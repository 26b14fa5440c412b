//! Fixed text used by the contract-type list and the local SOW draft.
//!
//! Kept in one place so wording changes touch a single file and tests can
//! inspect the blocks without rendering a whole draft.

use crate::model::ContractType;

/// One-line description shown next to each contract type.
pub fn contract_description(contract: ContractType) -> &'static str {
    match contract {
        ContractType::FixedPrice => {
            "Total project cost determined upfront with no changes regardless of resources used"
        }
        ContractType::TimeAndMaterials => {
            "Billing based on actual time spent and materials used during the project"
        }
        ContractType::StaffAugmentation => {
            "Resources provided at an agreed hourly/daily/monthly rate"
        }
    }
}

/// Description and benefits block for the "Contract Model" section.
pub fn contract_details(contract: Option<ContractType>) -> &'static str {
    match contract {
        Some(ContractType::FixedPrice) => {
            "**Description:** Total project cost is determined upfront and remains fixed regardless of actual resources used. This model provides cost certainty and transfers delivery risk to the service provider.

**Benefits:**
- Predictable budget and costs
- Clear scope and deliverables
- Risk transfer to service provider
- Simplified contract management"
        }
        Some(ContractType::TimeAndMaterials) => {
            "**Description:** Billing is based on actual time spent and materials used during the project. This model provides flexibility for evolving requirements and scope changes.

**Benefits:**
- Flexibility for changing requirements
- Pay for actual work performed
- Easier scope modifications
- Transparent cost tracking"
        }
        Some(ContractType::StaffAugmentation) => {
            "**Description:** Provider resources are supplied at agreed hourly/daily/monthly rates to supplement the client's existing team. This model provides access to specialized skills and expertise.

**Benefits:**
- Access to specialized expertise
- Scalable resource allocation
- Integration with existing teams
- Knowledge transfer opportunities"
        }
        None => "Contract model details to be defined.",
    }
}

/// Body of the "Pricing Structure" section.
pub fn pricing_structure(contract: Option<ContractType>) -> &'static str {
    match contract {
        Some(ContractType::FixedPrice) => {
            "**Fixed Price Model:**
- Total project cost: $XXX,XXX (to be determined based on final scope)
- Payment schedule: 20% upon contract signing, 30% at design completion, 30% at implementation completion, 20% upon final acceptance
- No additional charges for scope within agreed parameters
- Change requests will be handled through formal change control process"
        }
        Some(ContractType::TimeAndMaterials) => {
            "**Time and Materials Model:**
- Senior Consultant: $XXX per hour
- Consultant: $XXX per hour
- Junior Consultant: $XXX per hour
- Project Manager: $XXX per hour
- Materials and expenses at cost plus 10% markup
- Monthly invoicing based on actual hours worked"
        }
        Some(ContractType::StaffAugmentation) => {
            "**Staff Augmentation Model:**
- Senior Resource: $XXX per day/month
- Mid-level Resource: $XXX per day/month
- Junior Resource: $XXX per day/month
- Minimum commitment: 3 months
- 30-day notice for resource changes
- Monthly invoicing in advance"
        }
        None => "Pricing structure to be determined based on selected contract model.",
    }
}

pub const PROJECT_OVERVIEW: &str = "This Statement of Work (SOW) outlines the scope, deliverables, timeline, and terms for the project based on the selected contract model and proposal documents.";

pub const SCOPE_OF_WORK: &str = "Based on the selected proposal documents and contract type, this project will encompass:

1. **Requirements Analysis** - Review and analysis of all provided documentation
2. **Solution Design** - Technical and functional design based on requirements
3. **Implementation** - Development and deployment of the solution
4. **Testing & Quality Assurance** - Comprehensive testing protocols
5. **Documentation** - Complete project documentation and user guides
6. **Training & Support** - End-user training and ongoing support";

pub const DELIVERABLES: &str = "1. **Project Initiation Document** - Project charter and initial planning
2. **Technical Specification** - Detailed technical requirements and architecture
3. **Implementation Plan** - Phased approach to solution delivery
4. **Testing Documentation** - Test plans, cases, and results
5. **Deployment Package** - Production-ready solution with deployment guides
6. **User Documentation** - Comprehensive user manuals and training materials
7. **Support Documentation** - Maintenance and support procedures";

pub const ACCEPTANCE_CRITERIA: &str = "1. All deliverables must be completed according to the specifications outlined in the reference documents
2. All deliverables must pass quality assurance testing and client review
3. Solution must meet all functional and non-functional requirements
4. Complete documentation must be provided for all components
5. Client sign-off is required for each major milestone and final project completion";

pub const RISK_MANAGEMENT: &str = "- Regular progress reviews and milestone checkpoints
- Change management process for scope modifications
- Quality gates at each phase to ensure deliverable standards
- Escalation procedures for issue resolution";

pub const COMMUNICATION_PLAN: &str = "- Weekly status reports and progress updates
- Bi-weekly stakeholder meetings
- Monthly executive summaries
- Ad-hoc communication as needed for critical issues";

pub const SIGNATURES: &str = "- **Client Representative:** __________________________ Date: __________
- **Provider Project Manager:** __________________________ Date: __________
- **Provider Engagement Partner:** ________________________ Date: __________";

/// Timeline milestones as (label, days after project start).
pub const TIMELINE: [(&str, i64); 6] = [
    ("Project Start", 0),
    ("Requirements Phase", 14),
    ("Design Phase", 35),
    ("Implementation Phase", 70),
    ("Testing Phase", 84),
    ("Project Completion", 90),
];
==
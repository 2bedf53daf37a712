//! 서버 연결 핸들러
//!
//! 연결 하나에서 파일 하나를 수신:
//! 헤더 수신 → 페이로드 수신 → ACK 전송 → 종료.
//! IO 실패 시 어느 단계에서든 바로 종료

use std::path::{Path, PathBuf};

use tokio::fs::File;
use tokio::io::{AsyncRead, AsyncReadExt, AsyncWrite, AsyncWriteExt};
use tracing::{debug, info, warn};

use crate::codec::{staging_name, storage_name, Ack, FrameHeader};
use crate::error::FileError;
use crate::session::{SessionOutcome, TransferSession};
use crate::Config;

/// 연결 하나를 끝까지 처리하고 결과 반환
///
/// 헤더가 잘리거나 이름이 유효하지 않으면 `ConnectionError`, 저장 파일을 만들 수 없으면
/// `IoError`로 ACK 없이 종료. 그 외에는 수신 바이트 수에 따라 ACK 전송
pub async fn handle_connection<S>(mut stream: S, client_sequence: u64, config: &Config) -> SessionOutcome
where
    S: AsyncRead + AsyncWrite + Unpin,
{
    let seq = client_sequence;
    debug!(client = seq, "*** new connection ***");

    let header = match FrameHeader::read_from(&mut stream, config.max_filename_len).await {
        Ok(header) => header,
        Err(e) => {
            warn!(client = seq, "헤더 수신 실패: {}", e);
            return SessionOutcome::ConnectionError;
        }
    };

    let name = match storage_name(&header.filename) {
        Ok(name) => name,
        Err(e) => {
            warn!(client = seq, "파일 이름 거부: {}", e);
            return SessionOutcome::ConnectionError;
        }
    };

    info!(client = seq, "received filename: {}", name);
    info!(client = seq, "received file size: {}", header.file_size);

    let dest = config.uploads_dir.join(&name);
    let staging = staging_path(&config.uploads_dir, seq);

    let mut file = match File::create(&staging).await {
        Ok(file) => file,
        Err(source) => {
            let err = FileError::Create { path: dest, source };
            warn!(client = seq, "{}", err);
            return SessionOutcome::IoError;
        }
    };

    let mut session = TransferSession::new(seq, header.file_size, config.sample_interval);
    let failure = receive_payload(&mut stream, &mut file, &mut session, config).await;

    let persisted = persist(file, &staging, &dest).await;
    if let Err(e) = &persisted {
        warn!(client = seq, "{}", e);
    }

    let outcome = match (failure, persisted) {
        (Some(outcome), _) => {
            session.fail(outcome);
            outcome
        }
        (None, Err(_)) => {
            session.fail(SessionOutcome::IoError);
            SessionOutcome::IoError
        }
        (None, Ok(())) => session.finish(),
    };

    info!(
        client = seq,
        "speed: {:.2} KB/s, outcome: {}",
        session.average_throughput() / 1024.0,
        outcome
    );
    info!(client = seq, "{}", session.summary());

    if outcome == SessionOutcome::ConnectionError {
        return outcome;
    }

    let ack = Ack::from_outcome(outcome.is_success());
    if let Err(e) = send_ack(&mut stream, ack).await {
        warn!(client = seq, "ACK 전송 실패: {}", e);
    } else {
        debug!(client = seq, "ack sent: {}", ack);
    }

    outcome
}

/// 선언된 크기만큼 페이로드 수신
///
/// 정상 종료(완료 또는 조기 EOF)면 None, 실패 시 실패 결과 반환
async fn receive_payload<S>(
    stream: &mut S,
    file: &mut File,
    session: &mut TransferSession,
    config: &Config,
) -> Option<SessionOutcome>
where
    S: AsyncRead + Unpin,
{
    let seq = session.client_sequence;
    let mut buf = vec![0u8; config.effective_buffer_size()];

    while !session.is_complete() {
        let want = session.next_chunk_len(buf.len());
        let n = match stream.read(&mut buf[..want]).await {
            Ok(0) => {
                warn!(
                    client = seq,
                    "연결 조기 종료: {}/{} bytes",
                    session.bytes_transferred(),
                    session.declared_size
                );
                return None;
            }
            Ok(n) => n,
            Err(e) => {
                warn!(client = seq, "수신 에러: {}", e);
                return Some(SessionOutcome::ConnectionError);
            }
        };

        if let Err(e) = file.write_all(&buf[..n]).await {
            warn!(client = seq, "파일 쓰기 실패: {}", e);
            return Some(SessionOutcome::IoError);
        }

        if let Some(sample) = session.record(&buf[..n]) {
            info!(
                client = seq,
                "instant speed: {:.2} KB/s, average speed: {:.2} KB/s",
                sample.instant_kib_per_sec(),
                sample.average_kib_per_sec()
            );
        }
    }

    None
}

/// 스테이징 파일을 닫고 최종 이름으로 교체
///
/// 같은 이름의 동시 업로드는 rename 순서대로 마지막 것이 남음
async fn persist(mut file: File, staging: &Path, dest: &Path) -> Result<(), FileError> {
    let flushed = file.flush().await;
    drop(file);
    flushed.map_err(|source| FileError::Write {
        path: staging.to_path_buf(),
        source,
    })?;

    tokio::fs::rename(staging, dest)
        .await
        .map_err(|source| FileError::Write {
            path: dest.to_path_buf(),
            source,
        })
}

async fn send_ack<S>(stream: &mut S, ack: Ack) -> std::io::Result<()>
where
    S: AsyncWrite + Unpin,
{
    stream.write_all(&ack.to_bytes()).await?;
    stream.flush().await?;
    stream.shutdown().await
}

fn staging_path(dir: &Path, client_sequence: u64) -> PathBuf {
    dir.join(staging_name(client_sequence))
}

- **WHAT TO DO**: Look through the entries above, and wherever a line holds the word "each", copy it.

- **TASK OUTPUT**:
/// One-line description shown next to each contract type.
5. Client sign-off is required for each major milestone and final project completion";
- Quality gates at each phase to ensure deliverable standards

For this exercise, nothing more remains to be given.